Jazz Summers, the legendary music manager behind acts including Wham!, The Verve, Snow Patrol, La Roux and London Grammar, has died aged 71 following a two-year battle with lung cancer.
Summers’ artists have sold more than 60m albums and 72m singles around the world, including more than 100 top 40 hits. A spokesman for Big Life Management, which Summers co-founded 29 years ago, said: “The music industry has lost one of its most vibrant, most notorious and most brilliant characters. A champion of new music, a non-conformist and a visionary, Jazz Summers will be greatly missed.”
He added that Summers was a “master of artist development” and his ability to recognise the potential of a song had brought him “huge success across several decades”.
Summers was born on 15 March 1944. He enrolled in military school at the age of 12 before joining the army aged 15, serving as a radiographer in Hong Kong and Malaysia.
In 1985, in partnership with Simon Napier-Bell, Summers helped Wham! to become the first western pop group to tour China. The crucial role the manager played in breaking the band in the US helped establish his reputation as an expert in the American market.
When he formed Big Life in partnership with Tim Parry in 1986, the pair released music from artists including The Orb, Coldcut, and De La Soul, on the label Big Life Records.
Summers went on to win the Peter Grant Award in 2003 and Music Week’s Strat Award in 2007. As chairman of the Music Managers Forum, he was also an active campaigner for artists’ rights and prominent in setting up the Featured Artists’ Coalition, and Julie’s Bicycle, a not-for-profit organisation working on sustainability in the creative industries.
Music figures have paid tribute to Summers on social media today. The Orchard’s Chris Duncan said he was “a fierce competitor and character who fought for his artists”. The Official Charts Company’s Martin Talbot said he was “genuinely humble, appreciated by artists and respected by labels”.

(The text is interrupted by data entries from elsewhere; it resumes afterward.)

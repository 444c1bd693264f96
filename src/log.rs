//! Structured logging setup: target selection (stdout/stderr/file/syslog),
//! level filtering, and runtime-reloadable filters.

use std::ffi::OsString;
use std::fmt;
use std::os::unix::net::UnixDatagram;
use std::path::Path;

use tracing::field::{self, Field};
use tracing::{Level, Subscriber};
use tracing_subscriber::filter::LevelFilter;
use tracing_subscriber::fmt::Layer as FmtLayer;
use tracing_subscriber::layer::SubscriberExt;
use tracing_subscriber::reload::Handle;
use tracing_subscriber::util::SubscriberInitExt;
use tracing_subscriber::{reload, EnvFilter, Layer, Registry};

use crate::config::{LogLevel, LogTarget, LoggingConfig};

//----------- Logger -----------------------------------------------------------

/// The process-wide logger state.
pub struct Logger {
    filter: Handle<EnvFilter, Registry>,
}

impl std::fmt::Debug for Logger {
    fn fmt(&self, f: &mut fmt::Formatter<'_>) -> fmt::Result {
        f.debug_struct("Logger")
            .field("filter", &self.filter)
            .finish()
    }
}

impl Logger {
    /// Launch the process-wide logger.
    ///
    /// ## Panics
    ///
    /// Panics if a global [`tracing`] logger has been set already.
    pub fn launch(config: &LoggingConfig) -> Result<&'static Logger, String> {
        let filter = make_env_filter(config)?;

        // A reload layer is tracing's way of making it possible to change
        // values at runtime. It gives us a handle we can use to update the
        // EnvFilter when the config changes.
        let (filter, filter_handle) = reload::Layer::new(filter);

        let target = PrimaryLogger::new(&config.target).map_err(|e| e.to_string())?;

        match target {
            #[cfg(unix)]
            PrimaryLogger::Syslog => {
                use std::net::{Ipv4Addr, SocketAddr};

                // We try the following protocols and addresses to reach syslog:
                //  - unix sockets:
                //      - /dev/log
                //      - /var/run/syslog
                //      - /var/run/log
                //  - tcp: localhost:601
                //  - udp: localhost:514

                let paths = ["/dev/log", "/var/run/syslog", "/var/run/log"];

                let transport = if let Some(unix) = paths.iter().find_map(|p| connect_unix(p).ok())
                {
                    Transport::Unix(unix)
                } else if let Ok(tcp) = std::net::TcpStream::connect((Ipv4Addr::LOCALHOST, 601)) {
                    Transport::Tcp(tcp)
                } else if let Ok(udp) = std::net::UdpSocket::bind((Ipv4Addr::LOCALHOST, 0)) {
                    Transport::Udp {
                        local: udp,
                        server: SocketAddr::from((Ipv4Addr::LOCALHOST, 514)),
                    }
                } else {
                    panic!("Can't connect to syslog");
                };

                let (app_name, proc_id) = get_process_info();

                // We have our own layer for sending messages to syslog. It is
                // possible in the future to use this in addition to printing to
                // stdout or a file if we wanted to (especially to a file might
                // be useful).
                let layer = Syslog {
                    facility: 1, // User level
                    hostname: hostname::get().unwrap(),
                    app_name,
                    proc_id,
                    transport,
                };

                tracing_subscriber::registry()
                    .with(filter)
                    .with(layer)
                    .init()
            }
            PrimaryLogger::File { file } => {
                // We never emit colors to files, otherwise we use the normal
                // tracing-subscriber.
                let layer = FmtLayer::new().with_ansi(false).with_writer(file);
                tracing_subscriber::registry()
                    .with(filter)
                    .with(layer)
                    .init()
            }
            PrimaryLogger::Stdout => {
                // We try to determine whether to use colors in a bit more fancy
                // way than tracing does automatically (it only does `NO_COLOR`).
                let layer = FmtLayer::new()
                    .with_ansi(supports_color::on(supports_color::Stream::Stdout).is_some())
                    .with_writer(std::io::stdout);
                tracing_subscriber::registry()
                    .with(filter)
                    .with(layer)
                    .init()
            }
            PrimaryLogger::Stderr => {
                // We try to determine whether to use colors in a bit more fancy
                // way than tracing does automatically (it only does `NO_COLOR`).
                let layer = FmtLayer::new()
                    .with_ansi(supports_color::on(supports_color::Stream::Stderr).is_some())
                    .with_writer(std::io::stderr);
                tracing_subscriber::registry()
                    .with(filter)
                    .with(layer)
                    .init()
            }
        };

        Ok(Box::leak(Box::new(Self {
            filter: filter_handle,
        })))
    }

    pub fn apply(&self, config: &LoggingConfig) -> Result<(), String> {
        self.filter
            .reload(make_env_filter(config)?)
            .map_err(|_| "could not reload filter".into())
    }

    /// Build a `Logger` handle without installing a global subscriber,
    /// for tests that need a `&'static Logger` to put in a `Center` but
    /// never emit through it.
    #[cfg(test)]
    pub(crate) fn for_test() -> &'static Logger {
        let (_layer, filter_handle) = reload::Layer::new(EnvFilter::default());
        Box::leak(Box::new(Self { filter: filter_handle }))
    }
}

/// Make a new [`EnvFilter`] based on the config
///
/// Every time we load the config, we have to create a new [`EnvFilter`] based
/// on the new config settings.
fn make_env_filter(config: &LoggingConfig) -> Result<EnvFilter, String> {
    // Create an EnvFilter which won't read any env vars and only print ERROR
    // by default, which we then immediately override by adding another filter
    // on top.
    let mut filter = EnvFilter::default();
    filter = filter.add_directive(LevelFilter::from(config.level).into());

    // Add all of our trace targets to the filter.
    for target in config.trace_targets.iter() {
        filter = filter.add_directive(
            target
                .parse()
                .map_err(|_| format!("invalid trace target: \'{}\'", target))?,
        );
    }

    Ok(filter)
}

/// Get the name of the current executable and the process id
fn get_process_info() -> (OsString, u32) {
    let name = std::env::current_exe()
        .ok()
        .and_then(|path| path.file_name().map(|os_name| os_name.to_owned()))
        .unwrap_or_default();

    (name, std::process::id())
}

/// Connect to a unix socket
fn connect_unix(path: impl AsRef<Path>) -> std::io::Result<UnixDatagram> {
    let sock = UnixDatagram::unbound()?;
    sock.connect(path.as_ref())?;
    Ok(sock)
}

/// A primary logger.
enum PrimaryLogger {
    /// A file logger.
    //
    // TODO: Attach a per-thread buffer here.
    File {
        /// The actual file.
        file: std::fs::File,
    },

    /// A syslog logger.
    #[cfg(unix)]
    Syslog,

    /// A logger to stdout.
    Stdout,

    /// A logger to stderr.
    Stderr,
}

impl PrimaryLogger {
    /// Initialize a new [`PrimaryLogger`].
    pub fn new(config: &LogTarget) -> Result<Self, std::io::Error> {
        match config {
            LogTarget::File(path) => {
                let file = std::fs::OpenOptions::new()
                    .create(true)
                    .append(true)
                    .open(&**path)?;

                Ok(Self::File { file })
            }
            LogTarget::Syslog => Ok(Self::Syslog),
            LogTarget::Stdout => Ok(Self::Stdout),
            LogTarget::Stderr => Ok(Self::Stderr),
        }
    }
}

impl From<LogLevel> for LevelFilter {
    fn from(value: LogLevel) -> Self {
        match value {
            LogLevel::Trace => LevelFilter::TRACE,
            LogLevel::Debug => LevelFilter::DEBUG,
            LogLevel::Info => LevelFilter::INFO,
            LogLevel::Warning => LevelFilter::WARN,
            LogLevel::Error => LevelFilter::ERROR,
            LogLevel::Critical => LevelFilter::ERROR, // TODO
        }
    }
}

/// Implements the BSD syslog protocol as a [`tracing`] layer
///
/// The syslog format is defined by [RFC 3164].
//
/// [RFC 3164]: https://www.rfc-editor.org/rfc/rfc3164
struct Syslog {
    facility: u8,
    hostname: OsString,
    app_name: OsString,
    proc_id: u32,
    transport: Transport,
}

/// Transports for the syslog logger
#[derive(Debug)]
enum Transport {
    Unix(std::os::unix::net::UnixDatagram),
    Udp {
        local: std::net::UdpSocket,
        server: std::net::SocketAddr,
    },
    Tcp(std::net::TcpStream),
}

impl Transport {
    fn send(&self, buf: &[u8]) -> std::io::Result<()> {
        use std::io::Write;
        match self {
            Transport::Unix(unix_stream) => {
                unix_stream.send(buf)?;
            }
            Transport::Udp { local, server } => {
                local.send_to(buf, server)?;
            }
            Transport::Tcp(tcp_stream) => {
                let mut s: &std::net::TcpStream = tcp_stream;
                s.write_all(buf)?;
                s.flush()?;
            }
        }
        Ok(())
    }
}

// We implement a Layer instead of a subscriber for Syslog simply because
// it is simpler, since we only care about `on_event`.
impl<S> Layer<S> for Syslog
where
    S: Subscriber,
{
    fn on_event(
        &self,
        event: &tracing::Event<'_>,
        _ctx: tracing_subscriber::layer::Context<'_, S>,
    ) {
        use std::io::Write;

        let meta = event.metadata();

        // Map tracing levels to syslog levels
        let severity = match *meta.level() {
            Level::ERROR => 3,
            Level::WARN => 4,
            Level::INFO => 6,
            Level::DEBUG | Level::TRACE => 7,
        };

        // RFC 3164 says that the priority value is calculated by first
        // multiplying the Facility number by 8 and then adding the numerical
        // value of the severity.
        let prival = self.facility << 3 | severity;

        // The timestamp must be in "Mmm dd hh:mm:ss" format in local time.
        // Important is also that the day part must be padded to 2 characters
        // with a space.
        let timestamp = jiff::Zoned::now().strftime("%b %e %T");

        let hostname = self.hostname.to_string_lossy();

        let app_name = self.app_name.to_string_lossy();

        let proc_id = &self.proc_id;

        let mut buf = Vec::new();

        // This is the format defined by RFC 3164.
        // Writing to buf won't fail because it's just a Vec.
        let _ = write!(
            buf,
            "<{prival}>{timestamp} {hostname} {app_name}[{proc_id}]: "
        );

        // We use a custom visitor to extract the message from tracing, which
        // (because it's fully structured) they hide in the structured data.
        let mut visitor = Visitor {
            writer: &mut buf,
            result: Ok(()),
        };

        event.record(&mut visitor);

        let _ = buf.write(b"\n");

        self.transport
            .send(&buf)
            .expect("Our logger broke, we might as well crash");
    }
}

struct Visitor<'a> {
    writer: &'a mut Vec<u8>,
    result: std::io::Result<()>,
}

impl field::Visit for Visitor<'_> {
    fn record_str(&mut self, field: &Field, value: &str) {
        if self.result.is_err() {
            return;
        }

        if field.name() == "message" {
            self.record_debug(field, &format_args!("{}", value))
        } else {
            self.record_debug(field, &value)
        }
    }

    fn record_debug(&mut self, field: &Field, value: &dyn fmt::Debug) {
        use std::io::Write;

        if self.result.is_err() {
            return;
        }

        if field.name() == "message" {
            self.result = write!(self.writer, "{value:?}");
        }
    }
}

Various Artists Management’s David Bianchi said that “UK music has lost a big force”, former NME editor Conor McNicholas said he would be “sadly missed” and Kerrang! editor, James McMahon, called Summers “one of the all-time great music business personalities”.
Summers is survived by his wife Dianna, his daughters Katie, Rio and Georgia, his granddaughters Claire, Lila and Rose, and his brother Don.